You play as EOD 1st Class Cole Mathis, and your job as the game opens is to dispose of explosives. That role evolves in the very first level when a strange object falls from the sky and interrupts a training exercise. In an instant, the Hawaiian archipelago finds itself cut off from the outside world and facing off against aliens who are launching an invasion from the sea. Your new task is to run around on land, shooting humanoid aliens and periodically ducking behind cover to give coordinates to ships that would be lost without your guidance.
Despite the mostly welcome and entirely appropriate presence of some strategy sequences, much of Battleship is devoted to clunky segments that play out on land. An onscreen indicator points you in the general direction you're supposed to move and lets you know how many yards you are away from that destination. You are left to fumble through dull landscapes that do a horrible job of making Hawaii look like a place worth saving. Generally, you head to one military compound or another, disable an alien barrier that is scrambling radio signals, and then repeat the process in the next level.

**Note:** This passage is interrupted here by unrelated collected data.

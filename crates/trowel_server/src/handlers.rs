//! Attachment transfer handlers.
//!
//! These are the transport-independent read/write operations; the HTTP
//! layer maps them onto `GET`/`PUT` with `If-Match`/`ETag` validators.

use crate::error::{ServerError, ServerResult};
use tracing::info;
use trowel_store::{AttachmentMeta, AttachmentStore};

/// Reads an attachment blob by name and content validator.
///
/// # Errors
///
/// Returns `AttachmentNotFound` (404) if the pair does not exist; an empty
/// checksum never matches.
pub fn read_attachment<S: AttachmentStore>(
    store: &S,
    name: &str,
    checksum: &str,
) -> ServerResult<(Vec<u8>, AttachmentMeta)> {
    let (data, meta) = store.read(name, checksum)?;
    info!(name, checksum, bytes = meta.size, "read attachment");
    Ok((data, meta))
}

/// Stores an attachment blob under a checksum-qualified name.
///
/// Both name and checksum are mandatory; their absence is a client error
/// and the blob store is never consulted.
///
/// # Errors
///
/// Returns `InvalidRequest` on a missing name or checksum, or a store error
/// if the write fails.
pub fn write_attachment<S: AttachmentStore>(
    store: &mut S,
    name: &str,
    checksum: &str,
    data: &[u8],
) -> ServerResult<()> {
    if name.is_empty() {
        return Err(ServerError::InvalidRequest(
            "invalid attachment name".into(),
        ));
    }
    if checksum.is_empty() {
        return Err(ServerError::InvalidRequest("missing etag".into()));
    }
    store.write(name, checksum, data)?;
    info!(name, checksum, bytes = data.len(), "wrote attachment");
    Ok(())
}

#[cfg(test)]
mod tests {
    use super::*;
    use trowel_store::MemoryTrench;

    #[test]
    fn write_then_read() {
        let mut trench = MemoryTrench::new();
        write_attachment(&mut trench, "photo.jpg", "2023-01-01", b"bytes").unwrap();

        let (data, meta) = read_attachment(&trench, "photo.jpg", "2023-01-01").unwrap();
        assert_eq!(data, b"bytes");
        assert_eq!(meta.size, 5);
    }

    #[test]
    fn read_unknown_is_not_found() {
        let trench = MemoryTrench::new();
        let err = read_attachment(&trench, "photo.jpg", "2023-01-01").unwrap_err();
        assert_eq!(err.status(), axum::http::StatusCode::NOT_FOUND);
    }

    #[test]
    fn write_without_name_is_client_error() {
        let mut trench = MemoryTrench::new();
        let err = write_attachment(&mut trench, "", "2023-01-01", b"bytes").unwrap_err();
        assert!(err.is_client_error());
    }

    #[test]
    fn write_without_checksum_is_client_error() {
        let mut trench = MemoryTrench::new();
        let err = write_attachment(&mut trench, "photo.jpg", "", b"bytes").unwrap_err();
        assert!(err.is_client_error());
        assert!(!trench.exists("photo.jpg", ""));
    }
}
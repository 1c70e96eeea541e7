//! Push request and response messages.

use serde::{Deserialize, Serialize};
use trowel_model::{Patch, SurveySet};

/// The outcome of a push, as reported to the client.
#[derive(Debug, Clone, Copy, PartialEq, Eq, Serialize, Deserialize)]
#[serde(rename_all = "lowercase")]
pub enum PushStatus {
    /// The push was a no-op; the client is already current.
    Ok,
    /// The records were committed as a new version.
    Pushed,
    /// The client's claimed base version is stale; it must pull updates.
    Conflict,
    /// Referenced attachments are absent; the client must upload them.
    Missing,
}

/// A push submitted by a client.
#[derive(Debug, Clone, Default, Serialize, Deserialize)]
pub struct PushRequest {
    /// Submitter identifier.
    #[serde(default)]
    pub uid: String,
    /// Submitter display name.
    #[serde(default)]
    pub username: String,
    /// Free-text commit message.
    #[serde(default)]
    pub message: String,
    /// The version identifier of the client's local snapshot; empty if the
    /// client has never synchronized.
    #[serde(default)]
    pub head: String,
    /// The records the client wants committed, keyed by record identifier.
    #[serde(default)]
    pub surveys: SurveySet,
}

impl PushRequest {
    /// Decodes a push request from a JSON body.
    ///
    /// # Errors
    ///
    /// Returns the underlying serde error if the body is not valid JSON of
    /// the expected shape.
    pub fn from_json(body: &[u8]) -> Result<Self, serde_json::Error> {
        serde_json::from_slice(body)
    }
}

/// The server's answer to a push.
#[derive(Debug, Clone, Serialize, Deserialize)]
pub struct PushResponse {
    /// The protocol outcome.
    pub status: PushStatus,
    /// The resulting or authoritative version identifier.
    pub version: String,
    /// Names of attachments the client must upload (status `missing`).
    #[serde(default, skip_serializing_if = "Vec::is_empty")]
    pub missing: Vec<String>,
    /// Field-level updates the client must merge (status `conflict`).
    #[serde(default, skip_serializing_if = "Vec::is_empty")]
    pub updates: Vec<Patch>,
}

impl PushResponse {
    /// A no-op push: the client was already current.
    #[must_use]
    pub fn ok(version: impl Into<String>) -> Self {
        Self {
            status: PushStatus::Ok,
            version: version.into(),
            missing: Vec::new(),
            updates: Vec::new(),
        }
    }

    /// A successful commit yielding a new version.
    #[must_use]
    pub fn pushed(version: impl Into<String>) -> Self {
        Self {
            status: PushStatus::Pushed,
            version: version.into(),
            missing: Vec::new(),
            updates: Vec::new(),
        }
    }

    /// A stale-head reconciliation report.
    #[must_use]
    pub fn conflict(version: impl Into<String>, updates: Vec<Patch>) -> Self {
        Self {
            status: PushStatus::Conflict,
            version: version.into(),
            missing: Vec::new(),
            updates,
        }
    }

    /// A missing-attachments report.
    #[must_use]
    pub fn missing(version: impl Into<String>, missing: Vec<String>) -> Self {
        Self {
            status: PushStatus::Missing,
            version: version.into(),
            missing,
            updates: Vec::new(),
        }
    }

    /// Encodes the response as JSON, optionally pretty-printed.
    ///
    /// # Errors
    ///
    /// Returns the underlying serde error if encoding fails.
    pub fn to_json(&self, pretty: bool) -> Result<Vec<u8>, serde_json::Error> {
        if pretty {
            serde_json::to_vec_pretty(self)
        } else {
            serde_json::to_vec(self)
        }
    }
}
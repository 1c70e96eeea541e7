//! Server configuration.

use std::net::SocketAddr;
use std::path::PathBuf;

/// Configuration for the sync server.
#[derive(Debug, Clone)]
pub struct ServerConfig {
    /// Address to bind to.
    pub bind_addr: SocketAddr,
    /// Directory holding one subdirectory per trench.
    pub root: PathBuf,
    /// Maximum accepted attachment upload size in bytes.
    pub max_attachment_bytes: usize,
}

impl ServerConfig {
    /// Creates a configuration serving trenches from `root`.
    pub fn new(root: impl Into<PathBuf>) -> Self {
        Self {
            bind_addr: SocketAddr::from(([127, 0, 0, 1], 4571)),
            root: root.into(),
            max_attachment_bytes: 256 * 1024 * 1024,
        }
    }

    /// Sets the bind address.
    #[must_use]
    pub fn with_bind_addr(mut self, addr: SocketAddr) -> Self {
        self.bind_addr = addr;
        self
    }

    /// Sets the maximum attachment upload size.
    #[must_use]
    pub fn with_max_attachment_bytes(mut self, max: usize) -> Self {
        self.max_attachment_bytes = max;
        self
    }
}

impl Default for ServerConfig {
    fn default() -> Self {
        Self::new("trenches")
    }
}

#[cfg(test)]
mod tests {
    use super::*;

    #[test]
    fn default_config() {
        let config = ServerConfig::default();
        assert_eq!(config.root, PathBuf::from("trenches"));
        assert_eq!(config.bind_addr.port(), 4571);
    }

    #[test]
    fn config_builder() {
        let config = ServerConfig::new("/var/lib/trowel")
            .with_bind_addr("0.0.0.0:9000".parse().unwrap())
            .with_max_attachment_bytes(1024);

        assert_eq!(config.root, PathBuf::from("/var/lib/trowel"));
        assert_eq!(config.bind_addr.port(), 9000);
        assert_eq!(config.max_attachment_bytes, 1024);
    }
}
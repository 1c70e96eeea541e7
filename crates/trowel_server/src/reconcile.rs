//! The push reconciliation decision procedure.

use crate::error::ServerResult;
use std::collections::BTreeSet;
use tracing::{debug, info};
use trowel_model::{diff, SurveySet};
use trowel_protocol::{parse_attachment_refs, PushRequest, PushResponse, ATTACHMENTS_FIELD};
use trowel_store::{AttachmentStore, Author, VersionStore};

/// Reconciles a push against a trench and decides the protocol outcome.
///
/// Evaluated in order:
///
/// 1. If the trench has history and the client's claimed head does not match
///    it, answer `conflict` with the diff between the client's base version
///    (empty if it cannot be checked out) and the current version. Read-only.
/// 2. If any attachment referenced by the submitted records is absent from
///    the blob store, answer `missing` with the sorted, deduplicated names.
///    No commit.
/// 3. Otherwise commit. A changed head answers `pushed`; an unchanged head
///    (the submitted records were already the current state) answers `ok`.
///
/// Only step 3 mutates the trench, and the commit is atomic per the store's
/// contract. Storage failures abort with an error; no response is produced.
///
/// # Errors
///
/// Returns an error if reading the trench's state or committing fails.
pub fn reconcile<T>(trench: &mut T, request: &PushRequest) -> ServerResult<PushResponse>
where
    T: VersionStore + AttachmentStore,
{
    info!(
        head = %request.head,
        uid = %request.uid,
        username = %request.username,
        surveys = request.surveys.len(),
        "push"
    );

    let head = trench.head()?;

    if let Some(head) = head.as_deref() {
        if request.head.is_empty() || request.head != head {
            // Stale or fork-based client: report what it must pull.
            let new = trench.current()?;
            let old = if request.head.is_empty() {
                SurveySet::new()
            } else {
                match trench.checkout(&request.head) {
                    Ok(surveys) => surveys,
                    Err(err) => {
                        debug!(claimed = %request.head, %err, "claimed base not found, diffing against empty version");
                        SurveySet::new()
                    }
                }
            };
            let updates = diff(&old, &new);
            info!(version = %head, updates = updates.len(), "conflict");
            return Ok(PushResponse::conflict(head, updates));
        }
    }

    let missing = missing_attachments(trench, &request.surveys);
    if !missing.is_empty() {
        if missing.len() < 4 {
            info!(missing = %missing.join(", "), "missing attachments");
        } else {
            info!(missing = missing.len(), "missing attachments");
        }
        return Ok(PushResponse::missing(head.unwrap_or_default(), missing));
    }

    let author = Author::new(
        request.uid.clone(),
        request.username.clone(),
        request.message.clone(),
    );
    let new_head = trench.commit(&author, &request.surveys)?;

    match head {
        Some(head) if head == new_head => {
            info!(version = %head, "ok");
            Ok(PushResponse::ok(head))
        }
        _ => {
            info!(version = %new_head, "pushed");
            Ok(PushResponse::pushed(new_head))
        }
    }
}

/// Returns the names of all attachments referenced by the submitted records
/// but absent from the blob store, deduplicated and sorted.
pub fn missing_attachments<S: AttachmentStore>(store: &S, surveys: &SurveySet) -> Vec<String> {
    let mut missing = BTreeSet::new();
    for (_, survey) in surveys.iter() {
        for aref in parse_attachment_refs(survey.field(ATTACHMENTS_FIELD)) {
            if !store.exists(&aref.name, &aref.stamp) {
                missing.insert(aref.name);
            }
        }
    }
    missing.into_iter().collect()
}
//! # Trowel Sync Protocol
//!
//! Wire types for the Trowel push protocol.
//!
//! This crate provides:
//! - [`PushRequest`] / [`PushResponse`] - the JSON bodies exchanged on a push
//! - [`PushStatus`] - the four protocol outcomes
//! - [`AttachmentRef`] and [`parse_attachment_refs`] - extraction of
//!   embedded attachment references from a survey record
//!
//! # Protocol
//!
//! A client pushes its full record set together with the version identifier
//! of the snapshot it last synchronized (`head`). The server answers with one
//! of four statuses:
//!
//! 1. `conflict` - the claimed head is stale; the response carries the
//!    field-level updates the client must merge before retrying
//! 2. `missing` - referenced attachments are absent from the server; the
//!    client must upload them and retry
//! 3. `pushed` - the records were committed as a new version
//! 4. `ok` - the push was a no-op; the client is already current
//!
//! `conflict` and `missing` are successful responses guiding the client's
//! next action, not errors.

#![deny(unsafe_code)]
#![warn(missing_docs)]

mod attachments;
mod messages;

pub use attachments::{parse_attachment_refs, AttachmentRef, ATTACHMENTS_FIELD};
pub use messages::{PushRequest, PushResponse, PushStatus};
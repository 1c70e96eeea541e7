//! # Trowel Store
//!
//! Versioned trench storage and the attachment blob store.
//!
//! A *trench* is one independently versioned dataset. This crate defines the
//! two narrow interfaces the reconciler depends on:
//!
//! - [`VersionStore`] - current head id, checkout-by-id, read current
//!   records, atomic commit with author metadata
//! - [`AttachmentStore`] - existence check, read, and write of binary blobs
//!   keyed by name and content validator
//!
//! and two implementations:
//!
//! - [`MemoryTrench`] - in-memory, for tests
//! - [`FileTrench`] - persistent, one directory per trench
//!
//! # Concurrency
//!
//! The store is the sole arbiter of per-trench concurrency: opening a
//! [`FileTrench`] takes a blocking exclusive advisory lock, so concurrent
//! requests against one trench serialize at open and the reconciler's
//! read-then-decide-then-commit sequence never interleaves with another
//! commit. The lock is released when the handle drops.

#![deny(unsafe_code)]
#![warn(missing_docs)]

mod attachment;
mod error;
mod file;
mod memory;
mod version;

pub use attachment::{AttachmentMeta, AttachmentStore};
pub use error::{StoreError, StoreResult};
pub use file::FileTrench;
pub use memory::MemoryTrench;
pub use version::{Author, VersionId, VersionStore};
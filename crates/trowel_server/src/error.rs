//! Error types for the sync server.

use axum::http::StatusCode;
use axum::response::{IntoResponse, Response};
use axum::Json;
use serde::Serialize;
use thiserror::Error;
use trowel_store::StoreError;

/// Result type for server operations.
pub type ServerResult<T> = Result<T, ServerError>;

/// Errors that can occur in the sync server.
///
/// Protocol outcomes (`conflict`, `missing`) are not errors; they are
/// fully-formed push responses.
#[derive(Debug, Error)]
pub enum ServerError {
    /// A request path contained a parent-directory token or was otherwise
    /// malformed.
    #[error("invalid path: {0}")]
    InvalidPath(String),

    /// The request body or headers were malformed.
    #[error("invalid request: {0}")]
    InvalidRequest(String),

    /// A store operation failed.
    #[error(transparent)]
    Store(#[from] StoreError),

    /// Internal server error.
    #[error("internal error: {0}")]
    Internal(String),
}

#[derive(Debug, Serialize)]
struct ErrorBody {
    error: String,
}

impl ServerError {
    /// Returns the HTTP status this error maps to.
    #[must_use]
    pub fn status(&self) -> StatusCode {
        match self {
            ServerError::InvalidPath(_)
            | ServerError::InvalidRequest(_)
            | ServerError::Store(StoreError::InvalidName(_)) => StatusCode::BAD_REQUEST,
            ServerError::Store(e) if e.is_not_found() => StatusCode::NOT_FOUND,
            ServerError::Store(_) | ServerError::Internal(_) => {
                StatusCode::INTERNAL_SERVER_ERROR
            }
        }
    }

    /// Returns true if this is a client error (4xx).
    #[must_use]
    pub fn is_client_error(&self) -> bool {
        self.status().is_client_error()
    }

    /// Returns true if this is a server error (5xx).
    #[must_use]
    pub fn is_server_error(&self) -> bool {
        self.status().is_server_error()
    }
}

impl IntoResponse for ServerError {
    fn into_response(self) -> Response {
        let status = self.status();
        if status.is_server_error() {
            tracing::error!(error = %self, "request failed");
        } else {
            tracing::info!(error = %self, "request rejected");
        }
        let body = ErrorBody {
            error: self.to_string(),
        };
        (status, Json(body)).into_response()
    }
}
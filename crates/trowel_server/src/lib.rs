//! # Trowel Sync Server
//!
//! Push reconciliation server for Trowel trenches.
//!
//! This crate provides:
//! - The push reconciler - the decision procedure between
//!   already-current, fast-forward commit, conflict, and missing-attachments
//! - Attachment transfer handlers with conditional-request semantics
//! - The HTTP surface (axum router) and server configuration
//!
//! # Protocol
//!
//! Each trench is one independently versioned dataset. A client pushes its
//! record set together with the head id of the snapshot it last pulled:
//!
//! 1. If the claimed head is stale, the server answers `conflict` with the
//!    field-level updates the client is missing. Nothing is written.
//! 2. If submitted records reference attachments the server does not hold,
//!    the answer is `missing` with the sorted attachment names. Nothing is
//!    written.
//! 3. Otherwise the records are committed; the answer is `pushed` with the
//!    new head id, or `ok` if the commit was a no-op.
//!
//! `conflict` and `missing` are successful responses (HTTP 200) guiding the
//! client's next action, not errors.

#![deny(unsafe_code)]
#![warn(missing_docs)]
// Production code MUST NOT use panic!/unwrap()/expect().
#![warn(clippy::unwrap_used, clippy::expect_used, clippy::panic)]

mod config;
mod error;
mod handlers;
mod http;
mod reconcile;

pub use config::ServerConfig;
pub use error::{ServerError, ServerResult};
pub use handlers::{read_attachment, write_attachment};
pub use http::{app_router, serve, AppState};
pub use reconcile::{missing_attachments, reconcile};
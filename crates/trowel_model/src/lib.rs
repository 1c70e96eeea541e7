//! # Trowel Model
//!
//! Survey records and collection versions for the Trowel sync server.
//!
//! This crate provides:
//! - [`Survey`] - a schemaless field-name to value record
//! - [`SurveySet`] - the full set of records at one point in a trench's history
//! - [`Patch`] and [`diff`] - field-level differences between two versions
//!
//! # Equality model
//!
//! Two surveys are equal iff every field in the union of both key sets has
//! the same value, with a missing field reading as the empty string. This is
//! the equality the version differ is built on: a record that drops a field
//! by writing `""` into it has not diverged from one that never had the
//! field at all.

#![deny(unsafe_code)]
#![warn(missing_docs)]

mod diff;
mod survey;

pub use diff::{diff, Patch};
pub use survey::{Survey, SurveySet};
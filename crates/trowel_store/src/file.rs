//! Persistent file-backed trench.
//!
//! On-disk layout, one directory per trench:
//!
//! ```text
//! <root>/<trench>/
//! ├─ LOCK                 # Advisory lock, held for the handle's lifetime
//! ├─ HEAD                 # Current version id; absent or empty = no history
//! ├─ versions/<id>.json   # One file per version: parent, author, records
//! └─ attachments/<path>   # Blob, with validator sidecar <path>.etag
//! ```
//!
//! All multi-file updates use write-temp-then-rename followed by a directory
//! fsync, so a crash leaves `HEAD` naming a fully written version.

use crate::attachment::{AttachmentMeta, AttachmentStore};
use crate::error::{StoreError, StoreResult};
use crate::version::{Author, VersionId, VersionStore};
use fs2::FileExt;
use serde::{Deserialize, Serialize};
use sha2::{Digest, Sha256};
use std::fs::{self, File, OpenOptions};
use std::io::{self, Write};
use std::path::{Path, PathBuf};
use std::time::SystemTime;
use trowel_model::SurveySet;

const LOCK_FILE: &str = "LOCK";
const HEAD_FILE: &str = "HEAD";
const VERSIONS_DIR: &str = "versions";
const ATTACHMENTS_DIR: &str = "attachments";
const ETAG_SUFFIX: &str = ".etag";
const TEMP_SUFFIX: &str = ".tmp";

/// One committed version as stored on disk.
#[derive(Debug, Serialize, Deserialize)]
struct VersionRecord {
    parent: Option<VersionId>,
    uid: String,
    username: String,
    message: String,
    timestamp: u64,
    surveys: SurveySet,
}

/// A file-backed trench implementing both store interfaces.
///
/// Opening takes a blocking exclusive advisory lock on the trench's `LOCK`
/// file; a second opener (same or another process) waits until the first
/// handle drops. This makes the store the per-trench serialization point for
/// the reconciler's read-then-decide-then-commit sequence.
#[derive(Debug)]
pub struct FileTrench {
    path: PathBuf,
    _lock_file: File,
}

impl FileTrench {
    /// Opens an existing trench under `root`, blocking until the trench
    /// lock is available.
    ///
    /// # Errors
    ///
    /// Returns `TrenchNotFound` if no directory named `name` exists under
    /// `root`, or an I/O error if the lock cannot be acquired.
    pub fn open(root: &Path, name: &str) -> StoreResult<Self> {
        let path = root.join(name);
        if !path.is_dir() {
            return Err(StoreError::TrenchNotFound(name.to_string()));
        }

        fs::create_dir_all(path.join(VERSIONS_DIR))?;
        fs::create_dir_all(path.join(ATTACHMENTS_DIR))?;

        let lock_file = OpenOptions::new()
            .read(true)
            .write(true)
            .create(true)
            .truncate(false)
            .open(path.join(LOCK_FILE))?;
        lock_file.lock_exclusive()?;

        Ok(Self {
            path,
            _lock_file: lock_file,
        })
    }

    /// Creates a new trench directory under `root` and opens it.
    ///
    /// Creating an already-existing trench is not an error; the existing
    /// history is kept.
    ///
    /// # Errors
    ///
    /// Returns an error if the directory cannot be created or locked.
    pub fn create(root: &Path, name: &str) -> StoreResult<Self> {
        fs::create_dir_all(root.join(name))?;
        Self::open(root, name)
    }

    /// Returns the trench directory path.
    #[must_use]
    pub fn path(&self) -> &Path {
        &self.path
    }

    fn head_path(&self) -> PathBuf {
        self.path.join(HEAD_FILE)
    }

    fn version_path(&self, id: &str) -> PathBuf {
        self.path.join(VERSIONS_DIR).join(format!("{id}.json"))
    }

    fn load_version(&self, id: &str) -> StoreResult<VersionRecord> {
        if !is_safe_version_id(id) {
            return Err(StoreError::VersionNotFound(id.to_string()));
        }
        let data = match fs::read(self.version_path(id)) {
            Ok(data) => data,
            Err(e) if e.kind() == io::ErrorKind::NotFound => {
                return Err(StoreError::VersionNotFound(id.to_string()))
            }
            Err(e) => return Err(e.into()),
        };
        Ok(serde_json::from_slice(&data)?)
    }

    fn blob_path(&self, name: &str) -> StoreResult<PathBuf> {
        Ok(self.path.join(ATTACHMENTS_DIR).join(attachment_rel(name)?))
    }

    fn etag_path(&self, name: &str) -> StoreResult<PathBuf> {
        let mut path = self.blob_path(name)?.into_os_string();
        path.push(ETAG_SUFFIX);
        Ok(PathBuf::from(path))
    }

    fn stored_checksum(&self, name: &str) -> Option<String> {
        let etag = self.etag_path(name).ok()?;
        fs::read_to_string(etag).ok().map(|s| s.trim().to_string())
    }
}

impl VersionStore for FileTrench {
    fn head(&self) -> StoreResult<Option<VersionId>> {
        match fs::read_to_string(self.head_path()) {
            Ok(contents) => {
                let id = contents.trim().to_string();
                Ok((!id.is_empty()).then_some(id))
            }
            Err(e) if e.kind() == io::ErrorKind::NotFound => Ok(None),
            Err(e) => Err(e.into()),
        }
    }

    fn checkout(&self, id: &str) -> StoreResult<SurveySet> {
        Ok(self.load_version(id)?.surveys)
    }

    fn current(&self) -> StoreResult<SurveySet> {
        match self.head()? {
            Some(id) => Ok(self.load_version(&id)?.surveys),
            None => Ok(SurveySet::new()),
        }
    }

    fn commit(&mut self, author: &Author, surveys: &SurveySet) -> StoreResult<VersionId> {
        let head = self.head()?;
        let canonical = serde_json::to_vec(surveys)?;

        // A commit of the current record set is a no-op.
        if let Some(head_id) = &head {
            let current = self.load_version(head_id)?;
            if serde_json::to_vec(&current.surveys)? == canonical {
                return Ok(head_id.clone());
            }
        }

        let mut hasher = Sha256::new();
        if let Some(parent) = &head {
            hasher.update(parent.as_bytes());
        }
        hasher.update(&canonical);
        let id = hex::encode(hasher.finalize());

        let record = VersionRecord {
            parent: head,
            uid: author.uid.clone(),
            username: author.username.clone(),
            message: author.message.clone(),
            timestamp: unix_timestamp(),
            surveys: surveys.clone(),
        };

        write_atomic(&self.version_path(&id), &serde_json::to_vec_pretty(&record)?)?;
        sync_directory(&self.path.join(VERSIONS_DIR))?;

        write_atomic(&self.head_path(), id.as_bytes())?;
        sync_directory(&self.path)?;

        Ok(id)
    }
}

impl AttachmentStore for FileTrench {
    fn exists(&self, name: &str, checksum: &str) -> bool {
        if checksum.is_empty() {
            return false;
        }
        match self.blob_path(name) {
            Ok(blob) => {
                blob.is_file() && self.stored_checksum(name).as_deref() == Some(checksum)
            }
            Err(_) => false,
        }
    }

    fn read(&self, name: &str, checksum: &str) -> StoreResult<(Vec<u8>, AttachmentMeta)> {
        if !self.exists(name, checksum) {
            return Err(StoreError::AttachmentNotFound {
                name: name.to_string(),
                checksum: checksum.to_string(),
            });
        }
        let blob = self.blob_path(name)?;
        let data = fs::read(&blob)?;
        let metadata = fs::metadata(&blob)?;
        let meta = AttachmentMeta {
            size: metadata.len(),
            modified: metadata.modified().unwrap_or(SystemTime::UNIX_EPOCH),
        };
        Ok((data, meta))
    }

    fn write(&mut self, name: &str, checksum: &str, data: &[u8]) -> StoreResult<()> {
        let blob = self.blob_path(name)?;
        if let Some(parent) = blob.parent() {
            fs::create_dir_all(parent)?;
        }
        write_atomic(&blob, data)?;
        write_atomic(&self.etag_path(name)?, checksum.as_bytes())?;
        if let Some(parent) = blob.parent() {
            sync_directory(parent)?;
        }
        Ok(())
    }
}

/// Version ids are hex digests (or test-style short names); anything that
/// could address outside `versions/` is treated as unknown.
fn is_safe_version_id(id: &str) -> bool {
    !id.is_empty()
        && id
            .chars()
            .all(|c| c.is_ascii_alphanumeric() || c == '-' || c == '_')
}

/// Validates an attachment name and returns it as a relative path.
fn attachment_rel(name: &str) -> StoreResult<PathBuf> {
    if name.is_empty() {
        return Err(StoreError::InvalidName(name.to_string()));
    }
    let mut rel = PathBuf::new();
    for segment in name.split('/') {
        if segment.is_empty()
            || segment == "."
            || segment == ".."
            || segment.contains('\\')
        {
            return Err(StoreError::InvalidName(name.to_string()));
        }
        rel.push(segment);
    }
    Ok(rel)
}

fn write_atomic(path: &Path, data: &[u8]) -> io::Result<()> {
    let mut tmp = path.as_os_str().to_os_string();
    tmp.push(TEMP_SUFFIX);
    let tmp = PathBuf::from(tmp);

    let mut file = File::create(&tmp)?;
    file.write_all(data)?;
    file.sync_all()?;
    drop(file);

    fs::rename(&tmp, path)
}

#[cfg(unix)]
fn sync_directory(path: &Path) -> io::Result<()> {
    File::open(path)?.sync_all()
}

#[cfg(not(unix))]
fn sync_directory(_path: &Path) -> io::Result<()> {
    // NTFS journaling covers metadata durability on Windows.
    Ok(())
}

fn unix_timestamp() -> u64 {
    SystemTime::now()
        .duration_since(SystemTime::UNIX_EPOCH)
        .map(|d| d.as_secs())
        .unwrap_or(0)
}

Besides being thoroughly uninventive (unless you count crates stacked in grassy fields and along ravines as creative), the game's environments are also designed inconsistently. Sometimes you can drop from ledges and scavenge for ammo along grassy slopes, but other times you smack into an invisible barrier that prevents you from descending toward shelter as gunmen pelt you with shots. There's a main path you need to follow through each stage, and you shouldn't stray from it...except when you are actually supposed to wander to find one of four useless peg collectibles hidden in each stage.
One of the game's more persistent issues is its awkward combat. While the controls feel like they were lifted directly from the Call of Duty series, something went wrong with the copy-paste job. Your weapons rarely hit their apparent target unless you get up close and personal, which is difficult when your enemies are so good at moving around and firing at you from unlikely vantage points. When you fire automatic weapons, your target reticle starts with a wide spread that only grows narrow enough to be helpful about the time you finally run out of bullets. Then you have to wait through some ridiculously long reload animations and hope that no enemies decide to rush you while you're defenseless (switching to a secondary weapon doesn't work nearly fast enough to be helpful in such cases, unfortunately).